Provided entries:
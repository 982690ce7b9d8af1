//! Client session registry and the engine-facing reporter
//!
//! Sessions are registered under their remote address when the
//! connection is accepted; reports are addressed by owner, so the
//! registry also keeps an owner index, bound on each NewOrder and kept
//! in sync with eviction. Both indices live behind one mutex, and
//! socket writes happen inside the critical section so a failed write
//! can evict the session before the error propagates.

use matching_engine::Reporter;
use std::collections::HashMap;
use std::net::SocketAddr;
use std::sync::Arc;
use std::time::{SystemTime, UNIX_EPOCH};
use tokio::io::AsyncWriteExt;
use tokio::net::tcp::OwnedWriteHalf;
use tokio::sync::Mutex;
use tracing::{debug, info};
use types::errors::{EngineError, ReportError};
use types::order::Order;
use types::trade::TradeReport;
use wire::Report;

/// State for one connected TCP client
struct ClientSession {
    writer: OwnedWriteHalf,
}

#[derive(Default)]
struct Inner {
    by_addr: HashMap<SocketAddr, ClientSession>,
    by_owner: HashMap<String, SocketAddr>,
}

/// Live sessions, indexed by remote address and by owner
#[derive(Default)]
pub struct SessionRegistry {
    inner: Mutex<Inner>,
}

impl SessionRegistry {
    pub fn new() -> Self {
        Self::default()
    }

    /// Track a freshly accepted connection
    pub async fn register(&self, addr: SocketAddr, writer: OwnedWriteHalf) {
        let mut inner = self.inner.lock().await;
        inner.by_addr.insert(addr, ClientSession { writer });
        info!(%addr, "client session registered");
    }

    /// Bind an owner to a session address
    ///
    /// At most one session per owner: a later binding replaces the
    /// earlier one, so reports follow the owner's newest connection.
    pub async fn bind_owner(&self, owner: &str, addr: SocketAddr) {
        let mut inner = self.inner.lock().await;
        let previous = inner.by_owner.insert(owner.to_string(), addr);
        if let Some(previous) = previous.filter(|p| p != &addr) {
            debug!(%owner, %previous, %addr, "owner re-bound to a new session");
        }
    }

    /// Remove a session and any owner bindings pointing at it
    pub async fn evict(&self, addr: SocketAddr) {
        let mut inner = self.inner.lock().await;
        evict_locked(&mut inner, addr);
    }

    /// Write raw report bytes to the session at an address
    pub async fn write_to_addr(&self, addr: SocketAddr, bytes: &[u8]) -> Result<(), ReportError> {
        let mut inner = self.inner.lock().await;
        let session = inner
            .by_addr
            .get_mut(&addr)
            .ok_or_else(|| ReportError::ClientDoesNotExist(addr.to_string()))?;
        if let Err(err) = session.writer.write_all(bytes).await {
            evict_locked(&mut inner, addr);
            return Err(ReportError::Write(err));
        }
        Ok(())
    }

    /// Write raw report bytes to the session an owner is bound to
    pub async fn write_to_owner(&self, owner: &str, bytes: &[u8]) -> Result<(), ReportError> {
        let mut inner = self.inner.lock().await;
        let addr = *inner
            .by_owner
            .get(owner)
            .ok_or_else(|| ReportError::ClientDoesNotExist(owner.to_string()))?;
        let Some(session) = inner.by_addr.get_mut(&addr) else {
            // Stale binding; the session went away underneath the owner.
            inner.by_owner.remove(owner);
            return Err(ReportError::ClientDoesNotExist(owner.to_string()));
        };
        if let Err(err) = session.writer.write_all(bytes).await {
            evict_locked(&mut inner, addr);
            return Err(ReportError::Write(err));
        }
        Ok(())
    }
}

// Eviction path used when the lock is already held. Dropping the write
// half closes our direction of the socket.
fn evict_locked(inner: &mut Inner, addr: SocketAddr) {
    if inner.by_addr.remove(&addr).is_some() {
        info!(%addr, "client session evicted");
    }
    inner.by_owner.retain(|_, bound| bound != &addr);
}

/// Engine-facing reporter backed by the live session registry
#[derive(Clone)]
pub struct SessionReporter {
    sessions: Arc<SessionRegistry>,
}

impl SessionReporter {
    pub fn new(sessions: Arc<SessionRegistry>) -> Self {
        Self { sessions }
    }
}

impl Reporter for SessionReporter {
    async fn report_trade(&self, report: &TradeReport) -> Result<(), ReportError> {
        let bytes = Report::execution(report).serialize();
        self.sessions.write_to_owner(&report.owner, &bytes).await
    }

    async fn report_order_placed(&self, owner: &str, order: &Order) -> Result<(), ReportError> {
        let bytes = Report::order_placed(order, unix_now_secs()).serialize();
        self.sessions.write_to_owner(owner, &bytes).await
    }

    async fn report_error(&self, owner: &str, error: &EngineError) -> Result<(), ReportError> {
        let bytes = Report::rejection(&error.to_string(), unix_now_ns()).serialize();
        self.sessions.write_to_owner(owner, &bytes).await
    }
}

pub(crate) fn unix_now_secs() -> u64 {
    SystemTime::now()
        .duration_since(UNIX_EPOCH)
        .map(|d| d.as_secs())
        .unwrap_or(0)
}

pub(crate) fn unix_now_ns() -> u64 {
    SystemTime::now()
        .duration_since(UNIX_EPOCH)
        .map(|d| d.as_nanos() as u64)
        .unwrap_or(0)
}
impl Gateway {
    /// Connects, performs the session handshake, and spawns the read loop.
    pub async fn connect(config: GatewayConfig, sink: Arc<dyn EventSink>) -> TransportResult<Self> {
        let endpoint = config.endpoint();
        info!(url = %config.url, account = config.account, "connecting to gateway");

        let (ws_tx, ws_rx, session_key) = establish(&endpoint).await?;
        info!(session = %session_key, "gateway session established");

        let (outbound_tx, outbound_rx) = mpsc::channel::<Vec<u8>>(256);
        let (shutdown_tx, shutdown_rx) = watch::channel(false);

        let correlations = Arc::new(CorrelationTable::new());
        let session = Arc::new(RwLock::new(session_key));

        tokio::spawn(run_loop(
            ws_tx,
            ws_rx,
            outbound_rx,
            shutdown_rx,
            Arc::clone(&correlations),
            Arc::clone(&session),
            sink,
            config.clone(),
            endpoint,
        ));

        Ok(Self {
            outbound: outbound_tx,
            correlations,
            session,
            shutdown: Arc::new(shutdown_tx),
            api_timeout: config.api_timeout,
        })
    }

    /// The correlation table backing this connection.
    pub fn correlations(&self) -> &Arc<CorrelationTable> {
        &self.correlations
    }

    /// The current session key.
    pub fn session_key(&self) -> String {
        self.session.read().clone()
    }

    /// Enqueues one frame for transmission.
    ///
    /// Frames are written strictly in submission order.
    pub async fn send(&self, frame: &Value) -> ApiResult<()> {
        let bytes = serde_json::to_vec(frame)?;
        self.outbound
            .send(bytes)
            .await
            .map_err(|_| ApiError::NotConnected)
    }

    /// Issues a fresh correlation id, sends the frame built with it, and
    /// awaits the matching reply.
    ///
    /// This is the primary suspension point for outbound command callers.
    pub async fn send_and_await<F>(&self, build_frame: F) -> ApiResult<Value>
    where
        F: FnOnce(i64) -> ApiResult<Value>,
    {
        let id = self.correlations.next_id();
        // Subscribe before sending so a fast reply is never missed.
        let rx = self.correlations.subscribe(id);

        let frame = match build_frame(id) {
            Ok(frame) => frame,
            Err(e) => {
                self.correlations.forget(id);
                return Err(e);
            }
        };

        debug!(sync_id = id, command = %frame["command"], "sending gateway command");
        if let Err(e) = self.send(&frame).await {
            self.correlations.forget(id);
            return Err(e);
        }

        self.correlations.await_reply(id, rx, self.api_timeout).await
    }

    /// Signals the read loop to close the connection and stop.
    pub fn shutdown(&self) {
        let _ = self.shutdown.send(true);
    }
}

/// Connects and waits for the session frame the gateway sends first.
async fn establish(endpoint: &str) -> TransportResult<(WsSink, WsSource, String)> {
    let (stream, _response) =
        connect_async(endpoint)
            .await
            .map_err(|e| TransportError::ConnectionFailed {
                url: endpoint.to_string(),
                reason: e.to_string(),
            })?;
    let (ws_tx, mut ws_rx) = stream.split();

    // The first text frame carries { "data": { "code": 0, "session": ... } }.
    let handshake = tokio::time::timeout(Duration::from_secs(10), async {
        while let Some(message) = ws_rx.next().await {
            match message {
                Ok(Message::Text(text)) => return Some(text.to_string()),
                Ok(_) => continue,
                Err(_) => return None,
            }
        }
        None
    })
    .await
    .map_err(|_| TransportError::Handshake("no session frame within 10s".to_string()))?
    .ok_or_else(|| TransportError::Handshake("connection closed during handshake".to_string()))?;

    let frame: Value = serde_json::from_str(&handshake)
        .map_err(|e| TransportError::Handshake(format!("malformed session frame: {e}")))?;
    let data = &frame["data"];
    if let Some(code) = data["code"].as_i64()
        && code != 0
    {
        return Err(TransportError::Handshake(format!(
            "gateway refused session: code {code}, {}",
            data["msg"].as_str().unwrap_or("no message")
        )));
    }
    let session = data["session"]
        .as_str()
        .ok_or_else(|| TransportError::Handshake("session frame missing key".to_string()))?
        .to_string();

    Ok((ws_tx, ws_rx, session))
}

/// Extracts the sync id from an inbound frame, if it carries one.
///
/// The gateway writes it as a string; numbers are accepted for leniency.
fn frame_sync_id(frame: &Value) -> Option<i64> {
    match frame.get("syncId") {
        Some(Value::Number(n)) => n.as_i64(),
        Some(Value::String(s)) => s.parse().ok(),
        _ => None,
    }
}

Work task: Return exactly, and only, the lines above starting at the line that contains "binding replaces the" and ending at the line that contains "pub async fn evict(&self, addr: SocketAddr)".

Answer:
    /// At most one session per owner: a later binding replaces the
    /// earlier one, so reports follow the owner's newest connection.
    pub async fn bind_owner(&self, owner: &str, addr: SocketAddr) {
        let mut inner = self.inner.lock().await;
        let previous = inner.by_owner.insert(owner.to_string(), addr);
        if let Some(previous) = previous.filter(|p| p != &addr) {
            debug!(%owner, %previous, %addr, "owner re-bound to a new session");
        }
    }

    /// Remove a session and any owner bindings pointing at it
    pub async fn evict(&self, addr: SocketAddr) {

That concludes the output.